Your objective ▸
Figure out the number of lines in the data that hold the string "crate". Reply with that figure only.

- Opening Delimiter -

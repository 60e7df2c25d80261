//! Qdrant-backed vector store.

use std::collections::HashMap;
use std::future::Future;
use std::pin::Pin;

use lodestone_core::DistanceMetric;
use qdrant_client::Qdrant;
use qdrant_client::qdrant::{
    Condition, CreateCollectionBuilder, Distance, Filter, PointStruct, ScoredPoint,
    SearchPointsBuilder, UpsertPointsBuilder, VectorParamsBuilder, value::Kind,
    vectors_config::Config as VectorsConfigKind,
};

use crate::types::{DocumentChunk, SearchResult};
use crate::vector_store::{
    CollectionInfo, MetadataFilter, VectorStore, VectorStoreError, chunk_payload, validate_chunks,
    validate_query,
};

type BoxFuture<'a, T> = Pin<Box<dyn Future<Output = T> + Send + 'a>>;

pub struct QdrantStore {
    client: Qdrant,
    collection: String,
    vector_size: usize,
    metric: DistanceMetric,
}

impl std::fmt::Debug for QdrantStore {
    fn fmt(&self, f: &mut std::fmt::Formatter<'_>) -> std::fmt::Result {
        f.debug_struct("QdrantStore")
            .field("collection", &self.collection)
            .field("vector_size", &self.vector_size)
            .finish_non_exhaustive()
    }
}

fn distance_of(metric: DistanceMetric) -> Distance {
    match metric {
        DistanceMetric::Cosine => Distance::Cosine,
        DistanceMetric::Dot => Distance::Dot,
        DistanceMetric::Euclid => Distance::Euclid,
    }
}

impl QdrantStore {
    /// Connect to a Qdrant instance, bound to one collection.
    ///
    /// # Errors
    ///
    /// Returns an error if the client cannot be created from the URL.
    pub fn new(
        url: &str,
        collection: impl Into<String>,
        vector_size: usize,
        metric: DistanceMetric,
    ) -> Result<Self, VectorStoreError> {
        let client = Qdrant::from_url(url)
            .build()
            .map_err(|e| VectorStoreError::Connection(e.to_string()))?;
        Ok(Self {
            client,
            collection: collection.into(),
            vector_size,
            metric,
        })
    }

    async fn create_collection(&self) -> Result<(), VectorStoreError> {
        self.client
            .create_collection(
                CreateCollectionBuilder::new(&self.collection).vectors_config(
                    VectorParamsBuilder::new(self.vector_size as u64, distance_of(self.metric)),
                ),
            )
            .await
            .map_err(|e| VectorStoreError::Collection(e.to_string()))?;
        Ok(())
    }

    async fn configured_params(&self) -> Result<Option<(u64, Distance)>, VectorStoreError> {
        let info = self
            .client
            .collection_info(&self.collection)
            .await
            .map_err(|e| VectorStoreError::Collection(e.to_string()))?;
        Ok(info
            .result
            .as_ref()
            .and_then(|r| r.config.as_ref())
            .and_then(|c| c.params.as_ref())
            .and_then(|p| p.vectors_config.as_ref())
            .and_then(|v| v.config.as_ref())
            .and_then(|c| match c {
                VectorsConfigKind::Params(params) => Some((params.size, params.distance())),
                VectorsConfigKind::ParamsMap(_) => None,
            }))
    }
}

/// Differences between an existing collection's parameters and the
/// configured ones, described for logging. Empty means they agree.
fn param_mismatches(
    actual_size: u64,
    actual_distance: Distance,
    expected_size: u64,
    expected_distance: Distance,
) -> Vec<String> {
    let mut mismatches = Vec::new();
    if actual_size != expected_size {
        mismatches.push(format!(
            "vector size is {actual_size}, configured {expected_size}"
        ));
    }
    if actual_distance != expected_distance {
        mismatches.push(format!(
            "distance metric is {actual_distance:?}, configured {expected_distance:?}"
        ));
    }
    mismatches
}

impl VectorStore for QdrantStore {
    fn ensure_collection(&self) -> BoxFuture<'_, Result<(), VectorStoreError>> {
        Box::pin(async move {
            let exists = self
                .client
                .collection_exists(&self.collection)
                .await
                .map_err(|e| VectorStoreError::Connection(e.to_string()))?;

            if !exists {
                tracing::info!(collection = %self.collection, "creating collection");
                return self.create_collection().await;
            }

            // Existing collection with other parameters is not fatal, but
            // inserts would be rejected dimension-by-dimension later.
            if let Some((size, distance)) = self.configured_params().await? {
                for mismatch in param_mismatches(
                    size,
                    distance,
                    self.vector_size as u64,
                    distance_of(self.metric),
                ) {
                    tracing::warn!(
                        collection = %self.collection,
                        "existing collection differs: {mismatch}"
                    );
                }
            }
            Ok(())
        })
    }

    fn add_documents(
        &self,
        chunks: Vec<DocumentChunk>,
    ) -> BoxFuture<'_, Result<usize, VectorStoreError>> {
        Box::pin(async move {
            validate_chunks(&chunks, self.vector_size)?;

            let mut points = Vec::with_capacity(chunks.len());
            for chunk in &chunks {
                let payload: HashMap<String, qdrant_client::qdrant::Value> =
                    serde_json::from_value(chunk_payload(chunk))
                        .map_err(|e| VectorStoreError::Serialization(e.to_string()))?;
                let vector = chunk.embedding.clone().unwrap_or_default();
                points.push(PointStruct::new(
                    uuid::Uuid::new_v4().to_string(),
                    vector,
                    payload,
                ));
            }

            let count = points.len();
            self.client
                .upsert_points(UpsertPointsBuilder::new(&self.collection, points).wait(true))
                .await
                .map_err(|e| VectorStoreError::Upsert(e.to_string()))?;
            Ok(count)
        })
    }

    fn search(
        &self,
        vector: Vec<f32>,
        top_k: usize,
        filter: Option<MetadataFilter>,
    ) -> BoxFuture<'_, Result<Vec<SearchResult>, VectorStoreError>> {
        Box::pin(async move {
            validate_query(&vector, self.vector_size, top_k)?;

            let mut builder =
                SearchPointsBuilder::new(&self.collection, vector, top_k as u64).with_payload(true);
            if let Some(f) = filter
                && !f.is_empty()
            {
                builder = builder.filter(metadata_filter_to_qdrant(&f)?);
            }

            let response = self
                .client
                .search_points(builder)
                .await
                .map_err(|e| VectorStoreError::Search(e.to_string()))?;

            Ok(response
                .result
                .into_iter()
                .map(scored_point_to_result)
                .collect())
        })
    }

    fn collection_info(&self) -> BoxFuture<'_, Result<CollectionInfo, VectorStoreError>> {
        Box::pin(async move {
            let response = self
                .client
                .collection_info(&self.collection)
                .await
                .map_err(|e| VectorStoreError::Collection(e.to_string()))?;
            let info = response.result.ok_or_else(|| {
                VectorStoreError::Collection("empty collection info response".into())
            })?;

            let status = format!("{:?}", info.status()).to_lowercase();
            Ok(CollectionInfo {
                name: self.collection.clone(),
                points_count: info.points_count.unwrap_or(0),
                indexed_count: info.indexed_vectors_count.unwrap_or(0),
                vector_size: self.vector_size,
                distance_metric: self.metric,
                status,
            })
        })
    }

    fn clear(&self) -> BoxFuture<'_, Result<(), VectorStoreError>> {
        Box::pin(async move {
            self.client
                .delete_collection(&self.collection)
                .await
                .map_err(|e| VectorStoreError::Collection(e.to_string()))?;
            self.create_collection().await
        })
    }

    fn vector_size(&self) -> usize {
        self.vector_size
    }
}

/// Exact-match filter against nested `metadata.<key>` payload fields.
fn metadata_filter_to_qdrant(filter: &MetadataFilter) -> Result<Filter, VectorStoreError> {
    let mut conditions = Vec::with_capacity(filter.0.len());
    for (key, value) in &filter.0 {
        let field = format!("metadata.{key}");
        let condition = match value {
            serde_json::Value::String(s) => Condition::matches(field, s.clone()),
            serde_json::Value::Bool(b) => Condition::matches(field, *b),
            serde_json::Value::Number(n) => {
                let int = n.as_i64().ok_or_else(|| {
                    VectorStoreError::InvalidQuery(format!(
                        "filter value for {key} must be an integer, string, or bool"
                    ))
                })?;
                Condition::matches(field, int)
            }
            other => {
                return Err(VectorStoreError::InvalidQuery(format!(
                    "unsupported filter value for {key}: {other}"
                )));
            }
        };
        conditions.push(condition);
    }
    Ok(Filter::must(conditions))
}

fn scored_point_to_result(point: ScoredPoint) -> SearchResult {
    let content = point
        .payload
        .get("content")
        .and_then(|v| match &v.kind {
            Some(Kind::StringValue(s)) => Some(s.clone()),
            _ => None,
        })
        .unwrap_or_default();

    let metadata = point
        .payload
        .get("metadata")
        .and_then(|v| match &v.kind {
            Some(Kind::StructValue(s)) => Some(
                s.fields
                    .iter()
                    .map(|(k, v)| (k.clone(), qdrant_value_to_json(v)))
                    .collect(),
            ),
            _ => None,
        })
        .unwrap_or_default();

    SearchResult {
        content,
        metadata,
        score: point.score,
    }
}

fn qdrant_value_to_json(value: &qdrant_client::qdrant::Value) -> serde_json::Value {
    match &value.kind {
        Some(Kind::StringValue(s)) => serde_json::Value::String(s.clone()),
        Some(Kind::IntegerValue(i)) => serde_json::Value::Number((*i).into()),
        Some(Kind::DoubleValue(d)) => serde_json::Number::from_f64(*d)
            .map_or(serde_json::Value::Null, serde_json::Value::Number),
        Some(Kind::BoolValue(b)) => serde_json::Value::Bool(*b),
        Some(Kind::StructValue(s)) => serde_json::Value::Object(
            s.fields
                .iter()
                .map(|(k, v)| (k.clone(), qdrant_value_to_json(v)))
                .collect(),
        ),
        Some(Kind::ListValue(l)) => {
            serde_json::Value::Array(l.values.iter().map(qdrant_value_to_json).collect())
        }
        Some(Kind::NullValue(_)) | None => serde_json::Value::Null,
    }
}

#[cfg(test)]
mod tests {
    use serde_json::json;

    use super::*;

    #[test]
    fn new_valid_url() {
        let store = QdrantStore::new("http://localhost:6334", "docs", 8, DistanceMetric::Cosine);
        assert!(store.is_ok());
    }

    #[test]
    fn new_invalid_url() {
        let store = QdrantStore::new("not a valid url", "docs", 8, DistanceMetric::Cosine);
        assert!(matches!(store, Err(VectorStoreError::Connection(_))));
    }

    #[test]
    fn debug_format_names_collection() {
        let store =
            QdrantStore::new("http://localhost:6334", "docs", 8, DistanceMetric::Cosine).unwrap();
        assert!(format!("{store:?}").contains("docs"));
    }

    #[test]
    fn payload_converts_to_qdrant_values() {
        let chunk = DocumentChunk {
            content: "body".into(),
            metadata: HashMap::from([("chunk_index".to_owned(), json!(3))]),
            embedding: Some(vec![0.0; 4]),
        };
        let payload: Result<HashMap<String, qdrant_client::qdrant::Value>, _> =
            serde_json::from_value(chunk_payload(&chunk));
        assert!(payload.is_ok());
    }

    #[test]
    fn filter_accepts_scalar_values() {
        let filter = MetadataFilter::from([
            ("lang".to_owned(), json!("en")),
            ("page".to_owned(), json!(7)),
            ("draft".to_owned(), json!(false)),
        ]);
        let converted = metadata_filter_to_qdrant(&filter).unwrap();
        assert_eq!(converted.must.len(), 3);
    }

    #[test]
    fn filter_rejects_float_and_nested_values() {
        let float = MetadataFilter::from([("score".to_owned(), json!(0.5))]);
        assert!(matches!(
            metadata_filter_to_qdrant(&float),
            Err(VectorStoreError::InvalidQuery(_))
        ));

        let nested = MetadataFilter::from([("obj".to_owned(), json!({"a": 1}))]);
        assert!(metadata_filter_to_qdrant(&nested).is_err());
    }

    #[test]
    fn matching_params_report_no_mismatch() {
        assert!(param_mismatches(8, Distance::Cosine, 8, Distance::Cosine).is_empty());
    }

    #[test]
    fn size_and_metric_mismatches_both_reported() {
        let one = param_mismatches(16, Distance::Cosine, 8, Distance::Cosine);
        assert_eq!(one.len(), 1);
        assert!(one[0].contains("vector size is 16"));

        let other = param_mismatches(8, Distance::Dot, 8, Distance::Cosine);
        assert_eq!(other.len(), 1);
        assert!(other[0].contains("distance metric"));

        let both = param_mismatches(16, Distance::Euclid, 8, Distance::Cosine);
        assert_eq!(both.len(), 2);
    }

    #[test]
    fn qdrant_value_round_trip_shapes() {
        let value = qdrant_client::qdrant::Value {
            kind: Some(Kind::StructValue(qdrant_client::qdrant::Struct {
                fields: HashMap::from([(
                    "n".to_owned(),
                    qdrant_client::qdrant::Value {
                        kind: Some(Kind::IntegerValue(5)),
                    },
                )]),
            })),
        };
        assert_eq!(qdrant_value_to_json(&value), json!({"n": 5}));
    }
}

- Closing Delimiter -

Result of this exercise ▸
2